View Single Post
  #6 (permalink)  
Old 04-27-2007, 08:26 AM
agla's Avatar
agla agla is offline
Gold Oak Member
 
Join Date: Feb 2003
Location: Cape Cod
USDA Zone 6
Posts: 1,318
agla is on a distinguished road
Aluminum siding vs. clapboard.

Some of it is regional as well. I see lots of colorful urban streetscapes done with concrete pavers in western cities from looking at magazines and other resources. Out there people think they look fresh, modern, and very high end. In New England, most people think they look tacky and commercial.

Everyone knows that aluminum or vinyl siding is cheaper, easier to install and maintain, but most see the wood clapboard as the quality higher end way to finish a house.

Like anything in the landscape business, it is all a balance of values. Some of that balance is from economics (regionally, or individually), some of it is aesthetics, and some of it is what people are used to.

I've mentioned the way the concrete paving industry has marketed themselves very well by training landscapers to sell their products. There is a certain amount of brain washing that goes on with that which I have also mentioned more than once.
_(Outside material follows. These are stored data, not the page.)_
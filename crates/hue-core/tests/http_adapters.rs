//! HTTP adapters against a local mock server.
//!
//! Covers the xAI chat transport (success, model fallback over the wire,
//! auth, rate limit, malformed body, timeout, refused connection, placeholder key) and the SerpAPI search
//! adapter (answer box, organic hits, service error).

use std::sync::Arc;
use std::time::Duration;

use wiremock::matchers::{body_partial_json, header, method, path, query_param};
use wiremock::{Mock, MockServer, ResponseTemplate};

use hue_core::{
    ChatMessage, ChatRequest, CompletionClient, CompletionTransport, ContextAugmenter, ErrorKind,
    SamplingParams, SearchBackend, SerpApiSearch, TransportError, ViolationLog, XaiChatTransport,
};

const KEY: &str = "xai-mock-key";

fn transport(server: &MockServer) -> XaiChatTransport {
    XaiChatTransport::with_base_url(&server.uri(), KEY, Duration::from_secs(5)).unwrap()
}

fn request(model: &str) -> ChatRequest {
    ChatRequest {
        model: model.into(),
        messages: vec![ChatMessage::user("Hello")],
        sampling: SamplingParams::default(),
    }
}

fn reply_body(text: &str) -> serde_json::Value {
    serde_json::json!({
        "id": "chatcmpl-1",
        "object": "chat.completion",
        "choices": [{
            "index": 0,
            "message": { "role": "assistant", "content": text },
            "finish_reason": "stop"
        }]
    })
}

// ── xAI chat transport ─────────────────────────────────────────────────

#[tokio::test]
async fn chat_success_sends_bearer_and_sampling() {
    let server = MockServer::start().await;
    Mock::given(method("POST"))
        .and(path("/chat/completions"))
        .and(header("Authorization", "Bearer xai-mock-key"))
        .and(body_partial_json(serde_json::json!({
            "model": "grok-3",
            "max_tokens": 2000
        })))
        .respond_with(ResponseTemplate::new(200).set_body_json(reply_body("Hi there.")))
        .expect(1)
        .mount(&server)
        .await;

    let reply = transport(&server).send(&request("grok-3")).await.unwrap();
    assert_eq!(reply, "Hi there.");
}

#[tokio::test]
async fn client_falls_back_when_model_is_unknown() {
    let server = MockServer::start().await;
    Mock::given(method("POST"))
        .and(path("/chat/completions"))
        .and(body_partial_json(serde_json::json!({ "model": "grok-3" })))
        .respond_with(
            ResponseTemplate::new(400)
                .set_body_string(r#"{"error":"Model not found: grok-3"}"#),
        )
        .expect(1)
        .mount(&server)
        .await;
    Mock::given(method("POST"))
        .and(path("/chat/completions"))
        .and(body_partial_json(serde_json::json!({ "model": "grok-beta" })))
        .respond_with(ResponseTemplate::new(200).set_body_json(reply_body("Fallback reply.")))
        .expect(1)
        .mount(&server)
        .await;

    let log = ViolationLog::new();
    let client = CompletionClient::new(
        Arc::new(transport(&server)),
        vec!["grok-3".into(), "grok-beta".into(), "grok-2".into()],
        log.clone(),
    );
    let reply = client.complete("hello", None).await.unwrap();
    assert_eq!(reply, "Fallback reply.");
    assert!(log.is_empty());
}

#[tokio::test]
async fn unauthorized_is_classified() {
    let server = MockServer::start().await;
    Mock::given(method("POST"))
        .and(path("/chat/completions"))
        .respond_with(ResponseTemplate::new(401).set_body_string("Incorrect API key"))
        .mount(&server)
        .await;

    let err = transport(&server).send(&request("grok-3")).await.unwrap_err();
    assert!(matches!(err, TransportError::Unauthorized { status: 401, .. }));
}

#[tokio::test]
async fn rate_limit_stops_the_model_walk() {
    let server = MockServer::start().await;
    Mock::given(method("POST"))
        .and(path("/chat/completions"))
        .respond_with(ResponseTemplate::new(429).set_body_string("too many requests"))
        .expect(1)
        .mount(&server)
        .await;

    let log = ViolationLog::new();
    let client = CompletionClient::new(
        Arc::new(transport(&server)),
        vec!["grok-3".into(), "grok-beta".into()],
        log.clone(),
    );
    let err = client.complete("hello", None).await.unwrap_err();
    assert_eq!(err.kind, ErrorKind::RequestError(429));
    assert!(err.user_message().contains("Rate limit"));
    assert_eq!(log.len(), 1);
    assert!(log.snapshot()[0].message.starts_with("Completion failed:"));
}

#[tokio::test]
async fn server_error_is_a_status_failure() {
    let server = MockServer::start().await;
    Mock::given(method("POST"))
        .and(path("/chat/completions"))
        .respond_with(ResponseTemplate::new(500).set_body_string("internal"))
        .mount(&server)
        .await;

    let err = transport(&server).send(&request("grok-3")).await.unwrap_err();
    assert_eq!(
        err,
        TransportError::Status {
            status: 500,
            body: "internal".into()
        }
    );
}

#[tokio::test]
async fn malformed_and_empty_bodies_are_invalid_responses() {
    let server = MockServer::start().await;
    Mock::given(method("POST"))
        .and(path("/chat/completions"))
        .and(body_partial_json(serde_json::json!({ "model": "broken" })))
        .respond_with(ResponseTemplate::new(200).set_body_string("not json"))
        .mount(&server)
        .await;
    Mock::given(method("POST"))
        .and(path("/chat/completions"))
        .and(body_partial_json(serde_json::json!({ "model": "empty" })))
        .respond_with(
            ResponseTemplate::new(200).set_body_json(serde_json::json!({ "choices": [] })),
        )
        .mount(&server)
        .await;

    let t = transport(&server);
    assert!(matches!(
        t.send(&request("broken")).await,
        Err(TransportError::InvalidResponse { status: 200, .. })
    ));
    assert!(matches!(
        t.send(&request("empty")).await,
        Err(TransportError::InvalidResponse { status: 200, .. })
    ));
}

#[tokio::test]
async fn placeholder_key_never_reaches_the_network() {
    let server = MockServer::start().await;
    Mock::given(method("POST"))
        .respond_with(ResponseTemplate::new(200).set_body_json(reply_body("nope")))
        .expect(0)
        .mount(&server)
        .await;

    let t = XaiChatTransport::with_base_url(
        &server.uri(),
        "your-grok-api-key-here",
        Duration::from_secs(5),
    )
    .unwrap();
    let client = CompletionClient::new(Arc::new(t), vec!["grok-3".into()], ViolationLog::new());
    let err = client.complete("hello", None).await.unwrap_err();
    assert_eq!(err.kind, ErrorKind::AuthError);
    assert!(err.user_message().contains("GROK_API_KEY"));
}

#[tokio::test]
async fn slow_reply_hits_the_client_timeout() {
    let server = MockServer::start().await;
    Mock::given(method("POST"))
        .and(path("/chat/completions"))
        .respond_with(
            ResponseTemplate::new(200)
                .set_body_json(reply_body("too late"))
                .set_delay(Duration::from_millis(500)),
        )
        .mount(&server)
        .await;

    let t = XaiChatTransport::with_base_url(&server.uri(), KEY, Duration::from_millis(100)).unwrap();
    let err = t.send(&request("grok-3")).await.unwrap_err();
    assert!(matches!(err, TransportError::Timeout(_)), "got {err:?}");

    let log = ViolationLog::new();
    let client = CompletionClient::new(Arc::new(t), vec!["grok-3".into()], log.clone());
    let err = client.complete("hello", None).await.unwrap_err();
    assert_eq!(err.kind, ErrorKind::Timeout);
    assert_eq!(log.len(), 1);
}

#[tokio::test]
async fn refused_connection_is_a_connect_failure() {
    // Bind then release a port so nothing is listening on it.
    let port = std::net::TcpListener::bind("127.0.0.1:0")
        .unwrap()
        .local_addr()
        .unwrap()
        .port();
    let t = XaiChatTransport::with_base_url(
        &format!("http://127.0.0.1:{port}"),
        KEY,
        Duration::from_secs(2),
    )
    .unwrap();
    let err = t.send(&request("grok-3")).await.unwrap_err();
    assert!(matches!(err, TransportError::Connect(_)), "got {err:?}");

    let client = CompletionClient::new(Arc::new(t), vec!["grok-3".into()], ViolationLog::new());
    let err = client.complete("hello", None).await.unwrap_err();
    assert_eq!(err.kind, ErrorKind::ConnectionError);
}

// ── SerpAPI search ─────────────────────────────────────────────────────

#[tokio::test]
async fn serpapi_parses_answer_box_and_organic_results() {
    let server = MockServer::start().await;
    Mock::given(method("GET"))
        .and(path("/search.json"))
        .and(query_param("engine", "google"))
        .and(query_param("q", "The moon landing was in 1969"))
        .and(query_param("num", "3"))
        .and(query_param("api_key", "serp-key"))
        .respond_with(ResponseTemplate::new(200).set_body_json(serde_json::json!({
            "answer_box": { "answer": "July 20, 1969" },
            "organic_results": [
                { "title": "Apollo 11", "snippet": "First crewed landing." },
                { "title": "NASA", "snippet": "" },
                { "title": "History", "snippet": "Armstrong and Aldrin." }
            ]
        })))
        .expect(1)
        .mount(&server)
        .await;

    let search = Arc::new(SerpApiSearch::with_base_url(
        &server.uri(),
        "serp-key",
        Duration::from_secs(5),
    )
    .unwrap());
    let augmenter = ContextAugmenter::new(search, ViolationLog::new());
    let context = augmenter
        .augment("The moon landing was in 1969. Tell me more")
        .await;
    assert_eq!(
        context.as_deref(),
        Some("Direct answer: July 20, 1969 | Apollo 11: First crewed landing. | History: Armstrong and Aldrin.")
    );
}

#[tokio::test]
async fn serpapi_error_field_becomes_search_unavailable() {
    let server = MockServer::start().await;
    Mock::given(method("GET"))
        .and(path("/search.json"))
        .respond_with(
            ResponseTemplate::new(200)
                .set_body_json(serde_json::json!({ "error": "Invalid API key." })),
        )
        .mount(&server)
        .await;

    let search = SerpApiSearch::with_base_url(&server.uri(), "bad", Duration::from_secs(5)).unwrap();
    let err = search.search("anything", 3).await.unwrap_err();
    assert_eq!(err.kind, ErrorKind::SearchUnavailable);
    assert_eq!(err.detail, "Invalid API key.");
}

#[tokio::test]
async fn serpapi_http_failure_degrades_to_no_context() {
    let server = MockServer::start().await;
    Mock::given(method("GET"))
        .and(path("/search.json"))
        .respond_with(ResponseTemplate::new(503).set_body_string("maintenance"))
        .mount(&server)
        .await;

    let log = ViolationLog::new();
    let search = Arc::new(SerpApiSearch::with_base_url(
        &server.uri(),
        "serp-key",
        Duration::from_secs(5),
    )
    .unwrap());
    let augmenter = ContextAugmenter::new(search, log.clone());
    assert!(augmenter.augment("what is the weather").await.is_none());
    assert_eq!(log.len(), 1);
    assert!(log.snapshot()[0].message.starts_with("Web search failed: SerpAPI error 503"));
}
Clay bricks have been around for centuries both in terms of their use and in terms of individual bricks set and being walked on. But try telling that to someone who has been to seven concrete paver seminars and has never set a clay brick in his life. He'll tell you that they can't take wear, the color will fade, they break with freeze/thaw, .... and any other bad thing that can happen.

I know this was a typo, but it is funy none the less ... quote frome Stonehenge:
"but was introduced to them via the deman"

I think most of us were introduced to pavers by de man. The concrete paver industry is "de man".

Don't get me wrong, concrete paver are great. It is just that clay pavers are great too.